## THE RECORDS:
━━━

//! # Scenario Scripts
//!
//! JSON description of a small network and a list of firmware actions,
//! replayed against a [`Network`]. Frames are given as hex strings.
//!
//! ```json
//! {
//!   "nodes": [
//!     { "name": "coordinator", "pan_id": 43981, "short_addr": 1, "channel": 26 },
//!     { "name": "sensor", "pan_id": 43981, "short_addr": 2, "channel": 26 }
//!   ],
//!   "steps": [
//!     { "action": "command", "node": 1, "command": "RX_AACK_ON" },
//!     { "action": "load_frame", "node": 0, "frame": "61 88 2a cd ab 02 00 01 00 de ad" },
//!     { "action": "command", "node": 0, "command": "TX_ARET_ON" },
//!     { "action": "sleep_pin", "node": 0, "high": true },
//!     { "action": "run_until_idle", "limit_bytes": 200 }
//!   ]
//! }
//! ```

use super::network::{LinkQuality, Network};
use crate::constants::{FIRST_CHANNEL, TRX_STATE};
use crate::error::RadioError;
use crate::radio::{Command, PendingAck, RadioConfig, TracStatus};
use crate::util::hex::decode_hex;
use serde::{Deserialize, Serialize};
use std::path::Path;

fn default_channel() -> u8 {
    FIRST_CHANNEL
}

/// A radio taking part in the scenario
#[derive(Debug, Clone, PartialEq, Serialize, Deserialize)]
pub struct NodeSpec {
    pub name: String,
    #[serde(default)]
    pub pan_id: u16,
    #[serde(default)]
    pub short_addr: u16,
    #[serde(default)]
    pub ieee_addr: u64,
    #[serde(default = "default_channel")]
    pub channel: u8,
    /// `PHY_TX_PWR[3:0]`
    #[serde(default)]
    pub tx_power: u8,
}

/// Channel conditions from one node to another
#[derive(Debug, Clone, PartialEq, Serialize, Deserialize)]
pub struct LinkSpec {
    pub from: usize,
    pub to: usize,
    #[serde(default = "default_rssi")]
    pub rssi_dbm: f64,
    #[serde(default)]
    pub ber: f64,
    /// Link is inaudible
    #[serde(default)]
    pub blocked: bool,
}

fn default_rssi() -> f64 {
    LinkQuality::default().rssi_dbm
}

/// One firmware action or a stretch of simulated time
#[derive(Debug, Clone, PartialEq, Serialize, Deserialize)]
#[serde(tag = "action", rename_all = "snake_case")]
pub enum Step {
    /// State command by datasheet name
    Command { node: usize, command: String },
    /// PSDU without FCS, as hex
    LoadFrame { node: usize, frame: String },
    WriteRegister { node: usize, addr: u16, value: u8 },
    SleepPin { node: usize, high: bool },
    /// Flip bits of one on-air byte of the node's next transmission
    Corrupt { node: usize, byte: usize, mask: u8 },
    Run { bytes: u64 },
    RunUs { us: u64 },
    RunUntilIdle { limit_bytes: u64 },
}

/// A complete scenario script
#[derive(Debug, Clone, PartialEq, Default, Serialize, Deserialize)]
pub struct Scenario {
    #[serde(default)]
    pub config: RadioConfig,
    pub nodes: Vec<NodeSpec>,
    #[serde(default)]
    pub links: Vec<LinkSpec>,
    pub steps: Vec<Step>,
}

/// Final state of one node
#[derive(Debug, Clone, PartialEq, Serialize)]
pub struct NodeReport {
    pub name: String,
    pub mode: String,
    pub trac_status: Option<String>,
    pub ack: String,
    pub last_crc_ok: bool,
    /// (microseconds, vector name)
    pub interrupts: Vec<(f64, String)>,
    /// Last received frame, if the receive buffer parses
    pub received: Option<String>,
}

/// Outcome of a scenario run
#[derive(Debug, Clone, PartialEq, Serialize)]
pub struct ScenarioReport {
    pub elapsed_us: f64,
    pub nodes: Vec<NodeReport>,
}

impl std::fmt::Display for ScenarioReport {
    fn fmt(&self, f: &mut std::fmt::Formatter<'_>) -> std::fmt::Result {
        writeln!(f, "Simulated {:.1} us", self.elapsed_us)?;
        for node in &self.nodes {
            writeln!(
                f,
                "{}: mode={} trac={} ack={} crc_ok={}",
                node.name,
                node.mode,
                node.trac_status.as_deref().unwrap_or("-"),
                node.ack,
                node.last_crc_ok
            )?;
            for (us, name) in &node.interrupts {
                writeln!(f, "  {us:>10.1} us  {name}")?;
            }
            if let Some(frame) = &node.received {
                writeln!(f, "  received {frame}")?;
            }
        }
        Ok(())
    }
}

impl Scenario {
    pub fn from_json_str(json: &str) -> Result<Self, RadioError> {
        let scenario: Scenario = serde_json::from_str(json)?;
        scenario.validate()?;
        Ok(scenario)
    }

    pub fn from_json_file(path: impl AsRef<Path>) -> Result<Self, RadioError> {
        let json = std::fs::read_to_string(path)?;
        Self::from_json_str(&json)
    }

    /// Check node references and command names before running anything
    pub fn validate(&self) -> Result<(), RadioError> {
        self.config.validate()?;
        if self.nodes.is_empty() {
            return Err(RadioError::Scenario("no nodes".to_string()));
        }
        let check = |node: usize| {
            if node < self.nodes.len() {
                Ok(())
            } else {
                Err(RadioError::UnknownNode(node))
            }
        };
        for link in &self.links {
            check(link.from)?;
            check(link.to)?;
        }
        for (i, step) in self.steps.iter().enumerate() {
            match step {
                Step::Command { node, command } => {
                    check(*node)?;
                    if Command::from_name(command).is_none() {
                        return Err(RadioError::Scenario(format!(
                            "step {i}: unknown command {command:?}"
                        )));
                    }
                }
                Step::LoadFrame { node, .. }
                | Step::WriteRegister { node, .. }
                | Step::SleepPin { node, .. }
                | Step::Corrupt { node, .. } => check(*node)?,
                Step::Run { .. } | Step::RunUs { .. } | Step::RunUntilIdle { .. } => {}
            }
        }
        Ok(())
    }

    /// Build the network described by the scenario
    pub fn build_network(&self) -> Result<Network, RadioError> {
        let mut network = Network::new(self.config)?;
        for spec in &self.nodes {
            let node = network.add_node(spec.name.clone());
            network.set_identity(node, spec.pan_id, spec.short_addr, spec.ieee_addr)?;
            network.set_channel(node, spec.channel)?;
            network.set_tx_power(node, spec.tx_power)?;
        }
        for link in &self.links {
            if link.blocked {
                network.block_link(link.from, link.to);
            } else {
                network.set_link(
                    link.from,
                    link.to,
                    LinkQuality {
                        rssi_dbm: link.rssi_dbm,
                        ber: link.ber,
                    },
                );
            }
        }
        Ok(network)
    }

    /// Apply one step
    pub fn apply(network: &mut Network, step: &Step) -> Result<(), RadioError> {
        match step {
            Step::Command { node, command } => {
                let cmd = Command::from_name(command)
                    .ok_or_else(|| RadioError::Scenario(format!("unknown command {command:?}")))?;
                network.command(*node, cmd)
            }
            Step::LoadFrame { node, frame } => {
                let psdu = decode_hex(frame)?;
                network.load_frame(*node, &psdu)
            }
            Step::WriteRegister { node, addr, value } => {
                network.write_register(*node, *addr, *value).map(|_| ())
            }
            Step::SleepPin { node, high } => network.set_sleep_pin(*node, *high),
            Step::Corrupt { node, byte, mask } => network.corrupt_byte(*node, *byte, *mask),
            Step::Run { bytes } => {
                network.run_for_bytes(*bytes);
                Ok(())
            }
            Step::RunUs { us } => {
                network.run_for_us(*us);
                Ok(())
            }
            Step::RunUntilIdle { limit_bytes } => network.run_until_idle(*limit_bytes).map(|_| ()),
        }
    }

    /// Run every step and hand back the network for inspection
    pub fn execute(&self) -> Result<Network, RadioError> {
        let mut network = self.build_network()?;
        for (i, step) in self.steps.iter().enumerate() {
            log::debug!("Step {i}: {step:?}");
            Self::apply(&mut network, step)?;
        }
        Ok(network)
    }

    /// Run every step and report the final state of each node
    pub fn run(&self) -> Result<ScenarioReport, RadioError> {
        report(&self.execute()?)
    }
}

/// Summarise the state of every node
pub fn report(network: &Network) -> Result<ScenarioReport, RadioError> {
    let config = network.config();
    let mut nodes = Vec::with_capacity(network.node_count());
    for index in 0..network.node_count() {
        let radio = network.node(index)?;
        let trac = TracStatus::from_register(radio.read_register(TRX_STATE));
        let ack = match radio.pending_ack() {
            PendingAck::NotRequested => "none",
            PendingAck::Awaiting => "awaiting",
            PendingAck::Succeeded => "success",
            PendingAck::Failed => "no-ack",
        };
        let received = network.received_frame(index).ok().map(|frame| {
            format!(
                "dsn={} dst={} src={} payload={} lqi={} crc={}",
                frame.dsn,
                frame.dst,
                frame.src,
                crate::util::hex::format_hex_compact(&frame.payload),
                frame.lqi & 0x7F,
                if frame.crc_valid { "ok" } else { "bad" }
            )
        });
        nodes.push(NodeReport {
            name: network.name(index)?.to_string(),
            mode: radio.mode().to_string(),
            trac_status: trac.map(|t| format!("{t:?}")),
            ack: ack.to_string(),
            last_crc_ok: radio.last_crc_ok(),
            interrupts: radio
                .hal()
                .interrupts
                .iter()
                .map(|&(cycle, vector)| (config.cycles_to_us(cycle), vector.name().to_string()))
                .collect(),
            received,
        });
    }
    Ok(ScenarioReport {
        elapsed_us: network.now_us(),
        nodes,
    })
}

/// Built-in scenario: one acknowledged data frame between two nodes
pub fn demo() -> Scenario {
    let node = |name: &str, short_addr: u16| NodeSpec {
        name: name.to_string(),
        pan_id: 0xABCD,
        short_addr,
        ieee_addr: 0x0011_2233_4455_6600 | short_addr as u64,
        channel: 26,
        tx_power: 0,
    };
    let command = |node: usize, command: &str| Step::Command {
        node,
        command: command.to_string(),
    };
    Scenario {
        config: RadioConfig::default(),
        nodes: vec![node("coordinator", 0x0001), node("sensor", 0x0002)],
        links: Vec::new(),
        steps: vec![
            command(1, "RX_AACK_ON"),
            Step::LoadFrame {
                node: 0,
                frame: "61 88 2a cd ab 02 00 01 00 de ad be ef".to_string(),
            },
            command(0, "TX_ARET_ON"),
            // SLPTR rising edge, as firmware starts an extended-mode frame
            Step::SleepPin { node: 0, high: true },
            Step::RunUntilIdle { limit_bytes: 200 },
        ],
    }
}

#[cfg(test)]
mod tests {
    use super::*;
    use crate::radio::RadioMode;

    #[test]
    fn test_demo_succeeds() {
        let report = demo().run().unwrap();
        assert_eq!(report.nodes[0].ack, "success");
        assert_eq!(report.nodes[0].mode, RadioMode::TxAretOn.to_string());
        assert_eq!(report.nodes[0].trac_status.as_deref(), Some("Success"));
        assert!(report.nodes[1].last_crc_ok);
        assert!(report.nodes[1].received.as_deref().unwrap_or("").contains("crc=ok"));
    }

    #[test]
    fn test_parse_json() {
        let json = r#"{
            "nodes": [{ "name": "a", "pan_id": 1 }, { "name": "b" }],
            "links": [{ "from": 0, "to": 1, "ber": 0.001 }],
            "steps": [
                { "action": "command", "node": 1, "command": "rx_on" },
                { "action": "load_frame", "node": 0, "frame": "41 88 01" },
                { "action": "corrupt", "node": 0, "byte": 7, "mask": 1 },
                { "action": "run", "bytes": 10 }
            ]
        }"#;
        let scenario = Scenario::from_json_str(json).unwrap();
        assert_eq!(scenario.nodes[1].channel, 11);
        assert_eq!(scenario.links[0].rssi_dbm, -60.0);
        assert_eq!(scenario.config, RadioConfig::default());
        assert_eq!(
            scenario.steps[2],
            Step::Corrupt {
                node: 0,
                byte: 7,
                mask: 1
            }
        );
    }

    #[test]
    fn test_validation_errors() {
        let unknown_node = r#"{ "nodes": [{ "name": "a" }], "steps": [{ "action": "sleep_pin", "node": 2, "high": true }] }"#;
        assert!(matches!(
            Scenario::from_json_str(unknown_node),
            Err(RadioError::UnknownNode(2))
        ));

        let bad_command = r#"{ "nodes": [{ "name": "a" }], "steps": [{ "action": "command", "node": 0, "command": "JUMP" }] }"#;
        assert!(matches!(
            Scenario::from_json_str(bad_command),
            Err(RadioError::Scenario(_))
        ));

        let no_nodes = r#"{ "nodes": [], "steps": [] }"#;
        assert!(Scenario::from_json_str(no_nodes).is_err());

        assert!(matches!(
            Scenario::from_json_str("{"),
            Err(RadioError::Json(_))
        ));
    }

    #[test]
    fn test_bad_hex_frame() {
        let json = r#"{ "nodes": [{ "name": "a" }], "steps": [{ "action": "load_frame", "node": 0, "frame": "abc" }] }"#;
        let scenario = Scenario::from_json_str(json).unwrap();
        assert!(matches!(scenario.run(), Err(RadioError::Hex(_))));
    }

    #[test]
    fn test_json_round_trip_of_demo() {
        let json = serde_json::to_string(&demo()).unwrap();
        assert_eq!(Scenario::from_json_str(&json).unwrap(), demo());
    }

    #[test]
    fn test_report_display() {
        let text = demo().run().unwrap().to_string();
        assert!(text.contains("coordinator: mode=TX_ARET_ON"));
        assert!(text.contains("TRX24_TX_END"));
    }
}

━━━

## HOW TO COMPLETE THIS TASK:
In the records above, find the lines containing "return" and copy them.

## WRITTEN RESPONSE:
            return Err(RadioError::Scenario("no nodes".to_string()));
                        return Err(RadioError::Scenario(format!(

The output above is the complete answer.